1)Specialization is incredibly broad from the people I've talked to and what I
have practiced. You have everything from people who penetration test systems
and software to the people who have to handle access control. My advice to new
club members who are interested but don't know where to start is to go to
Wikipedias entry for Information Security [0] and read through it and other
related pages then pick areas that interest you the most, go find some YouTube
videos that demonstrate them and go from there.
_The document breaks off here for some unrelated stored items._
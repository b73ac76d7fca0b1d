use async_trait::async_trait;
use sea_orm::{ActiveModelTrait, ColumnTrait, DatabaseConnection, EntityTrait, QueryFilter};

use crate::{EngineError, ResultEngine, UserToken, user_tokens};

use super::UserTokenRepository;

pub struct SeaOrmUserTokens {
    db: DatabaseConnection,
}

impl SeaOrmUserTokens {
    pub fn new(db: DatabaseConnection) -> Self {
        Self { db }
    }
}

#[async_trait]
impl UserTokenRepository for SeaOrmUserTokens {
    async fn insert(&self, token: &UserToken) -> ResultEngine<UserToken> {
        let model = user_tokens::ActiveModel::from(token)
            .insert(&self.db)
            .await?;
        Ok(UserToken::from(model))
    }

    async fn find_by_token(&self, token: &str) -> ResultEngine<Option<UserToken>> {
        Ok(user_tokens::Entity::find()
            .filter(user_tokens::Column::Token.eq(token))
            .one(&self.db)
            .await?
            .map(UserToken::from))
    }

    async fn delete(&self, id: i32) -> ResultEngine<()> {
        let result = user_tokens::Entity::delete_by_id(id).exec(&self.db).await?;
        if result.rows_affected == 0 {
            return Err(EngineError::KeyNotFound("token not found".to_string()));
        }
        Ok(())
    }
}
2)It's not unheard of but I would not say it's a field you can just dive into
and hire yourself out as an independent consultant without any experience to
show for it. A common career path I've seen brought up over and over again is
you work for a military branch/government agency for 3-5 years then you leave
and return a week later as a consultant/contractor with a much higher pay
grade.

3)Depends on where you are trying to get a job. A number of companies that do
military contract work for example at our career fair would not talk to you
unless you were a U.S. citizen because of the nature of their work. Banks in
my experience do not seem to care so long as you pass a background check and
we've had international students from our club go on to get jobs in the
industry.

4)Learn as much as you can, specialize but don't ignore the other fields. A
good place to start is to learn what Kali linux is and how to setup a home lab
either physically or virtually through a VM. Join local chapters for
organizations like ISSA and SANS if you can. Also read the news and keep up
with current events.

Sites:

[https://www.owasp.org/index.php/Main_Page](https://www.owasp.org/index.php/Main_Page)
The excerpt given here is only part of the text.